## Work to complete
Look through the records below, and whenever a line contains "installed", copy it.

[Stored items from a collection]

■ ■ ■ ■ ■ ■ ■

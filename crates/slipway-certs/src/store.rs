//! Shared certificate and challenge state.
//!
//! `CertStore` holds the certificates the TLS resolver serves; the ACME
//! manager and self-signed loader write into it. `ChallengeStore` holds
//! pending HTTP-01 tokens for the plaintext listener to answer. Both are
//! cheap clones over shared state.

use std::collections::HashMap;
use std::sync::{Arc, RwLock};

use rustls::crypto::ring::sign::any_supported_type;
use rustls::pki_types::PrivateKeyDer;
use rustls::sign::CertifiedKey;

use crate::error::{CertError, CertResult};

/// A PEM certificate/key pair as stored on disk.
#[derive(Debug, Clone, PartialEq, Eq)]
pub struct CertKeyPem {
    pub cert_pem: String,
    pub key_pem: String,
}

impl CertKeyPem {
    /// Parse into the form rustls serves from.
    pub fn to_certified_key(&self) -> CertResult<CertifiedKey> {
        let certs = rustls_pemfile::certs(&mut self.cert_pem.as_bytes())
            .collect::<Result<Vec<_>, _>>()
            .map_err(|e| CertError::Pem(format!("certificate chain: {e}")))?;
        if certs.is_empty() {
            return Err(CertError::Pem("no certificates in PEM".to_string()));
        }
        let key: PrivateKeyDer<'static> = rustls_pemfile::private_key(&mut self.key_pem.as_bytes())
            .map_err(|e| CertError::Pem(format!("private key: {e}")))?
            .ok_or_else(|| CertError::Pem("no private key in PEM".to_string()))?;
        let signing_key =
            any_supported_type(&key).map_err(|e| CertError::Tls(e.to_string()))?;
        Ok(CertifiedKey::new(certs, signing_key))
    }
}

#[derive(Default)]
struct CertStoreState {
    per_host: HashMap<String, Arc<CertifiedKey>>,
    fallback: Option<Arc<CertifiedKey>>,
}

/// In-memory certificate store consulted on every TLS handshake.
#[derive(Clone, Default)]
pub struct CertStore {
    state: Arc<RwLock<CertStoreState>>,
}

impl CertStore {
    pub fn new() -> Self {
        Self::default()
    }

    /// Install a per-host certificate (ACME mode).
    pub fn insert(&self, host: &str, key: CertifiedKey) {
        let mut state = self.state.write().expect("cert store lock");
        state.per_host.insert(host.to_string(), Arc::new(key));
    }

    /// Install the certificate served for every host (self-signed mode).
    pub fn set_fallback(&self, key: CertifiedKey) {
        let mut state = self.state.write().expect("cert store lock");
        state.fallback = Some(Arc::new(key));
    }

    /// Certificate for an exact host, if one is installed.
    pub fn get(&self, host: &str) -> Option<Arc<CertifiedKey>> {
        let state = self.state.read().expect("cert store lock");
        state.per_host.get(host).cloned()
    }

    /// The fallback certificate, if one is installed.
    pub fn fallback(&self) -> Option<Arc<CertifiedKey>> {
        let state = self.state.read().expect("cert store lock");
        state.fallback.clone()
    }

    /// Hosts with a per-host certificate installed.
    pub fn hosts(&self) -> Vec<String> {
        let state = self.state.read().expect("cert store lock");
        let mut hosts: Vec<String> = state.per_host.keys().cloned().collect();
        hosts.sort();
        hosts
    }
}

/// Pending HTTP-01 challenge tokens, keyed by token, valued by key
/// authorization.
#[derive(Clone, Default)]
pub struct ChallengeStore {
    tokens: Arc<RwLock<HashMap<String, String>>>,
}

impl ChallengeStore {
    pub fn new() -> Self {
        Self::default()
    }

    pub fn insert(&self, token: &str, key_auth: &str) {
        let mut tokens = self.tokens.write().expect("challenge lock");
        tokens.insert(token.to_string(), key_auth.to_string());
    }

    pub fn remove(&self, token: &str) {
        let mut tokens = self.tokens.write().expect("challenge lock");
        tokens.remove(token);
    }

    /// Key authorization for a token, if the challenge is pending.
    pub fn key_auth(&self, token: &str) -> Option<String> {
        let tokens = self.tokens.read().expect("challenge lock");
        tokens.get(token).cloned()
    }
}

#[cfg(test)]
mod tests {
    use super::*;
    use crate::self_signed;

    fn make_pair() -> CertKeyPem {
        self_signed::generate(&["test.example.com".to_string()]).unwrap()
    }

    #[test]
    fn pem_pair_parses_into_certified_key() {
        let key = make_pair().to_certified_key().unwrap();
        assert!(!key.cert.is_empty());
    }

    #[test]
    fn garbage_pem_is_rejected() {
        let pair = CertKeyPem {
            cert_pem: "not a cert".to_string(),
            key_pem: "not a key".to_string(),
        };
        assert!(matches!(pair.to_certified_key(), Err(CertError::Pem(_))));
    }

    #[test]
    fn per_host_lookup() {
        let store = CertStore::new();
        store.insert("a.example.com", make_pair().to_certified_key().unwrap());

        assert!(store.get("a.example.com").is_some());
        assert!(store.get("b.example.com").is_none());
        assert_eq!(store.hosts(), vec!["a.example.com"]);
    }

    #[test]
    fn fallback_is_separate_from_per_host() {
        let store = CertStore::new();
        assert!(store.fallback().is_none());

        store.set_fallback(make_pair().to_certified_key().unwrap());
        assert!(store.fallback().is_some());
        assert!(store.get("anything.example.com").is_none());
    }

    #[test]
    fn challenge_tokens_round_trip() {
        let store = ChallengeStore::new();
        store.insert("tok", "tok.auth-digest");
        assert_eq!(store.key_auth("tok").as_deref(), Some("tok.auth-digest"));

        store.remove("tok");
        assert!(store.key_auth("tok").is_none());
    }
}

■ ■ ■ ■ ■ ■ ■

## Final answer
    /// Certificate for an exact host, if one is installed.
    /// The fallback certificate, if one is installed.
    /// Hosts with a per-host certificate installed.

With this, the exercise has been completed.